Unemployment Rate Forecast during the Great Recession

Abstract

We study the power of state-dependent unemployment insurance (UI) to stabilize short-run fluctuations, allowing for arbitrary deviations from full information and rational expectations. Expectations are critical because higher UI generosity raises consumption, to a large extent, by lowering precautionary savings. If UI generosity is indexed to the unemployment rate, households must forecast the unemployment rate to anticipate the policy stance. We estimate unemployment expectations in response to identified aggregate shocks. We quantify the consequences of these imperfect expectations through the lens of a Heterogeneous Agent New Keynesian model. First, we work directly with the estimated forecast errors. Our methodological contribution is to use the non-parametric history of forecast errors and forecast revisions to solve dynamic decisions of optimizing agents. By doing so, we sidestep the need to choose a particular model of belief formation.
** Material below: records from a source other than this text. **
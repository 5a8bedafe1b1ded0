//! Canonical on-disk names for archived artifacts.
//!
//! Every name is derived from a UTC timestamp formatted `YYYY-MM-DD_HH-MM-SS`:
//!
//! - caption: `<ts>_UTC.txt`
//! - media: `<ts>_UTC_<n>.jpg` / `<ts>_UTC_<n>.mp4`, `n` 1-based
//! - profile picture: `<ts>_UTC_profile_pic.jpg`
//!
//! plus the per-account hash ledger `.profile_pic_hashes.json`.

use std::sync::LazyLock;

use chrono::{DateTime, Utc};
use regex::Regex;

pub const TIMESTAMP_FORMAT: &str = "%Y-%m-%d_%H-%M-%S";
pub const LEDGER_FILENAME: &str = ".profile_pic_hashes.json";

const PROFILE_PIC_SUFFIX: &str = "_profile_pic.jpg";

static CAPTION_RE: LazyLock<Regex> = LazyLock::new(|| {
    Regex::new(r"^\d{4}-\d{2}-\d{2}_\d{2}-\d{2}-\d{2}_UTC\.txt$").expect("valid caption regex")
});

// The index is optional here: older archives hold unindexed single-media files.
static MEDIA_RE: LazyLock<Regex> = LazyLock::new(|| {
    Regex::new(r"^\d{4}-\d{2}-\d{2}_\d{2}-\d{2}-\d{2}_UTC(?:_\d+)?\.(?:jpg|mp4)$")
        .expect("valid media regex")
});

static PROFILE_PIC_RE: LazyLock<Regex> = LazyLock::new(|| {
    Regex::new(r"^\d{4}-\d{2}-\d{2}_\d{2}-\d{2}-\d{2}_UTC_profile_pic\.jpg$")
        .expect("valid profile picture regex")
});

pub fn format_timestamp(ts: &DateTime<Utc>) -> String {
    ts.format(TIMESTAMP_FORMAT).to_string()
}

pub fn caption_filename(ts: &DateTime<Utc>) -> String {
    format!("{}_UTC.txt", format_timestamp(ts))
}

/// `index` is the 1-based position of the item within its post.
pub fn media_filename(ts: &DateTime<Utc>, index: usize, is_video: bool) -> String {
    let ext = if is_video { "mp4" } else { "jpg" };
    format!("{}_UTC_{}.{}", format_timestamp(ts), index, ext)
}

pub fn profile_pic_filename(ts: &DateTime<Utc>) -> String {
    format!("{}_UTC{}", format_timestamp(ts), PROFILE_PIC_SUFFIX)
}

/// Apparent category of a directory entry, judged by suffix alone.
#[derive(Debug, Clone, Copy, PartialEq, Eq)]
pub enum FileCategory {
    Ledger,
    Caption,
    ProfilePicture,
    Media,
    Unknown,
}

pub fn categorize(name: &str) -> FileCategory {
    if name == LEDGER_FILENAME {
        FileCategory::Ledger
    } else if name.ends_with(".txt") {
        FileCategory::Caption
    } else if name.ends_with(PROFILE_PIC_SUFFIX) {
        FileCategory::ProfilePicture
    } else if name.ends_with(".jpg") || name.ends_with(".mp4") {
        FileCategory::Media
    } else {
        FileCategory::Unknown
    }
}

/// Whether a regular file named `name` satisfies the convention for its
/// apparent category.
pub fn is_canonical_file(name: &str) -> bool {
    match categorize(name) {
        FileCategory::Ledger => true,
        FileCategory::Caption => CAPTION_RE.is_match(name),
        FileCategory::ProfilePicture => PROFILE_PIC_RE.is_match(name),
        FileCategory::Media => MEDIA_RE.is_match(name),
        FileCategory::Unknown => false,
    }
}
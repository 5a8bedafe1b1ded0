use std::sync::LazyLock;

use chrono::{TimeZone, Utc};
use regex::Regex;
use serde_json::Value;
use tracing::warn;

use super::{MediaItem, Post, Profile};

/// `media_type` values used by the feed API.
const MEDIA_TYPE_VIDEO: u64 = 2;

static HASHTAG_RE: LazyLock<Regex> =
    LazyLock::new(|| Regex::new(r"#(\w+)").expect("valid hashtag regex"));

/// Hashtags in order of appearance, lowercased, without the `#`.
pub fn extract_hashtags(caption: &str) -> Vec<String> {
    HASHTAG_RE
        .captures_iter(caption)
        .map(|c| c[1].to_lowercase())
        .collect()
}

/// Build a [`Profile`] from the `data.user` object of a profile info response.
pub fn parse_profile(user: &Value) -> Option<Profile> {
    let id = user["id"].as_str()?.to_string();
    let username = user["username"].as_str()?.to_string();
    let profile_pic_url = user["profile_pic_url_hd"]
        .as_str()
        .or_else(|| user["profile_pic_url"].as_str())
        .map(str::to_string);

    Some(Profile {
        id,
        username,
        full_name: user["full_name"].as_str().unwrap_or_default().to_string(),
        media_count: user["edge_owner_to_timeline_media"]["count"]
            .as_u64()
            .unwrap_or(0),
        followers: user["edge_followed_by"]["count"].as_u64().unwrap_or(0),
        following: user["edge_follow"]["count"].as_u64().unwrap_or(0),
        is_private: user["is_private"].as_bool().unwrap_or(false),
        profile_pic_url,
    })
}

/// Build a [`Post`] from one entry of a feed page's `items` array.
///
/// Returns `None` for entries without a timestamp or shortcode, since no
/// canonical filename can be derived for them.
pub fn parse_feed_item(item: &Value) -> Option<Post> {
    let Some(shortcode) = item["code"].as_str().map(str::to_string) else {
        warn!(id = %item["id"], "Feed item without a shortcode, skipping");
        return None;
    };
    let taken_at = match item["taken_at"]
        .as_i64()
        .and_then(|secs| Utc.timestamp_opt(secs, 0).single())
    {
        Some(ts) => ts,
        None => {
            warn!(shortcode = %shortcode, "Feed item without a valid taken_at, skipping");
            return None;
        }
    };
    let caption = item["caption"]["text"]
        .as_str()
        .unwrap_or_default()
        .to_string();
    let hashtags = extract_hashtags(&caption);

    let media = match item["carousel_media"].as_array() {
        Some(nodes) if !nodes.is_empty() => nodes.iter().map(parse_media_node).collect(),
        _ => vec![parse_media_node(item)],
    };

    Some(Post {
        shortcode,
        taken_at,
        caption,
        hashtags,
        media,
    })
}

/// Resolve a media node into its variant, picking the first (largest)
/// candidate URL the platform lists.
pub fn parse_media_node(node: &Value) -> MediaItem {
    if node["media_type"].as_u64() == Some(MEDIA_TYPE_VIDEO) {
        MediaItem::Video {
            url: node["video_versions"][0]["url"].as_str().map(str::to_string),
        }
    } else {
        MediaItem::Image {
            url: node["image_versions2"]["candidates"][0]["url"]
                .as_str()
                .map(str::to_string),
        }
    }
}
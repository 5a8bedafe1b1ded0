//! Graceful shutdown coordinator.
//!
//! Listens for SIGINT (Ctrl+C), SIGTERM, and SIGHUP, then cancels a
//! [`tokio_util::sync::CancellationToken`]. The account being crawled finishes
//! its current file; backoff and cycle sleeps end immediately. A second signal
//! force-exits.

use std::sync::atomic::{AtomicU32, Ordering};
use std::sync::Arc;

use anyhow::Context;
use tokio_util::sync::CancellationToken;

/// Install signal handlers and return a token cancelled on the first signal.
pub(crate) fn install_signal_handler() -> anyhow::Result<CancellationToken> {
    let token = CancellationToken::new();
    let count = Arc::new(AtomicU32::new(0));

    #[cfg(unix)]
    let (mut sigterm, mut sighup) = {
        use tokio::signal::unix::{signal, SignalKind};
        (
            signal(SignalKind::terminate()).context("failed to register SIGTERM handler")?,
            signal(SignalKind::hangup()).context("failed to register SIGHUP handler")?,
        )
    };

    let handler_token = token.clone();
    tokio::spawn(async move {
        loop {
            #[cfg(unix)]
            {
                tokio::select! {
                    _ = tokio::signal::ctrl_c() => {}
                    _ = sigterm.recv() => {}
                    _ = sighup.recv() => {}
                }
            }

            #[cfg(not(unix))]
            {
                if let Err(e) = tokio::signal::ctrl_c().await {
                    tracing::error!("Failed to listen for Ctrl+C: {}", e);
                    return;
                }
            }

            let prev = count.fetch_add(1, Ordering::SeqCst);
            if prev == 0 {
                tracing::info!("Received shutdown signal, finishing current file...");
                tracing::info!("Press Ctrl+C again to force exit");
                handler_token.cancel();
            } else {
                tracing::warn!("Force exit requested");
                std::process::exit(130);
            }
        }
    });

    Ok(token)
}
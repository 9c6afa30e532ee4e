//! Workspace identity derived from the filesystem.
//!
//! Detection never fails: unreadable directories, missing markers and
//! malformed constitution files all degrade to empty or default fields.

use crate::{git, io, paths};
use serde::Serialize;
use std::path::{Component, Path, PathBuf};

/// Read-only snapshot of where we are: workspace root, project display
/// name, current feature and git branch. Recomputed on every invocation.
#[derive(Debug, Clone, Default, PartialEq, Eq, Serialize)]
pub struct WorkspaceContext {
    /// `None` when no `memory/` or `.git/` marker was found above the cwd.
    pub root: Option<PathBuf>,
    pub project_name: String,
    pub feature_name: String,
    pub branch: String,
}

impl WorkspaceContext {
    /// `root`, or `fallback` when no marker was found.
    pub fn root_or<'a>(&'a self, fallback: &'a Path) -> &'a Path {
        self.root.as_deref().unwrap_or(fallback)
    }
}

/// Detect the context of the process's current working directory.
pub fn detect_workspace_context() -> WorkspaceContext {
    match std::env::current_dir() {
        Ok(cwd) => detect_from(&cwd),
        Err(e) => {
            tracing::debug!(error = %e, "current directory unavailable");
            WorkspaceContext::default()
        }
    }
}

/// Detect the context as if `cwd` were the working directory.
pub fn detect_from(cwd: &Path) -> WorkspaceContext {
    let root = find_root(cwd);
    let base = root.as_deref().unwrap_or(cwd);

    let mut project_name = base
        .file_name()
        .map(|n| n.to_string_lossy().into_owned())
        .unwrap_or_default();
    if let Some(name) = io::read_optional(&paths::constitution_path(base))
        .as_deref()
        .and_then(project_name_from_constitution)
    {
        project_name = name;
    }

    let (feature_name, branch) = match root.as_deref() {
        Some(r) => (
            extract_feature_name(cwd, r),
            git::current_branch(r).unwrap_or_default(),
        ),
        None => (String::new(), String::new()),
    };

    WorkspaceContext {
        root,
        project_name,
        feature_name,
        branch,
    }
}

/// Walk upward from `start` to the first directory holding `memory/` or `.git/`.
pub fn find_root(start: &Path) -> Option<PathBuf> {
    start
        .ancestors()
        .find(|dir| dir.join(paths::MEMORY_DIR).is_dir() || dir.join(paths::GIT_DIR).is_dir())
        .map(Path::to_path_buf)
}

/// The first path segment below `root/specs/`, or empty when `cwd` is
/// `root/specs` itself or lies outside it.
pub fn extract_feature_name(cwd: &Path, root: &Path) -> String {
    let Ok(rel) = cwd.strip_prefix(paths::specs_dir(root)) else {
        return String::new();
    };
    match rel.components().next() {
        Some(Component::Normal(name)) => name.to_string_lossy().into_owned(),
        _ => String::new(),
    }
}

/// Project name from a constitution document.
///
/// A "Project Name" heading wins: the next non-empty, non-heading line is the
/// name. Otherwise the first top-level heading is used unless it is a
/// generic one (mentions "constitution", "about" or "overview").
pub fn project_name_from_constitution(content: &str) -> Option<String> {
    let mut lines = content.lines().map(str::trim);
    while let Some(line) = lines.next() {
        if heading_text(line).is_some_and(|h| h.eq_ignore_ascii_case("project name")) {
            return lines
                .by_ref()
                .find(|l| !l.is_empty())
                .filter(|l| heading_text(l).is_none())
                .map(str::to_string);
        }
    }

    let title = content
        .lines()
        .map(str::trim)
        .find_map(|l| l.strip_prefix("# "))
        .map(str::trim)?;
    let lower = title.to_lowercase();
    let generic = ["constitution", "about", "overview"]
        .iter()
        .any(|w| lower.contains(w));
    if generic || title.is_empty() {
        None
    } else {
        Some(title.to_string())
    }
}

fn heading_text(line: &str) -> Option<&str> {
    let rest = line.trim_start_matches('#');
    if rest.len() == line.len() || !(rest.is_empty() || rest.starts_with(' ')) {
        return None;
    }
    Some(rest.trim())
}

// ---------------------------------------------------------------------------
// Tests
// ---------------------------------------------------------------------------
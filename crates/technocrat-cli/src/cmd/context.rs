use super::parse_agents;
use crate::output::print_json;
use crate::root::workspace_root;
use anyhow::{bail, Context as _};
use clap::Subcommand;
use std::path::Path;
use technocrat_core::{agents, config::Config, workspace};

#[derive(Subcommand)]
pub enum ContextSubcommand {
    /// Refresh the technocrat section of each agent context file
    Update {
        /// Agent whose context file to update (repeatable; default: agents from config)
        #[arg(long = "agent", value_name = "NAME")]
        agents: Vec<String>,
    },
}

pub fn run(start: &Path, subcmd: ContextSubcommand, json: bool) -> anyhow::Result<()> {
    match subcmd {
        ContextSubcommand::Update { agents } => update(start, &agents, json),
    }
}

fn update(start: &Path, agent_names: &[String], json: bool) -> anyhow::Result<()> {
    let root = workspace_root(start);
    let selected = if agent_names.is_empty() {
        Config::load(&root)
            .context("failed to load config.yaml")?
            .selected_agents()
    } else {
        parse_agents(agent_names)?
    };
    if selected.is_empty() {
        bail!("no agents selected: pass --agent <name> or run `technocrat init --agent <name>`");
    }

    let ctx = workspace::detect_from(start);
    let touched = agents::update_context_files(&root, &selected, &ctx)
        .context("failed to update agent context files")?;

    if json {
        return print_json(&touched);
    }
    for path in &touched {
        let shown = path.strip_prefix(&root).unwrap_or(path);
        println!("  updated: {}", shown.display());
    }
    Ok(())
}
The estimated model implies that imperfect anticipation substantially affects the stimulative power of UI extensions. Second, we compare alternative ways of implementing UI policies. To run counterfactuals, we estimate a structural model of belief formation. We show that a combination of noisy information and diagnostic expectations fits the data best among a large set of popular alternatives. A UI extension that is announced directly is more stimulative in the very short run than one that is indexed to the unemployment rate.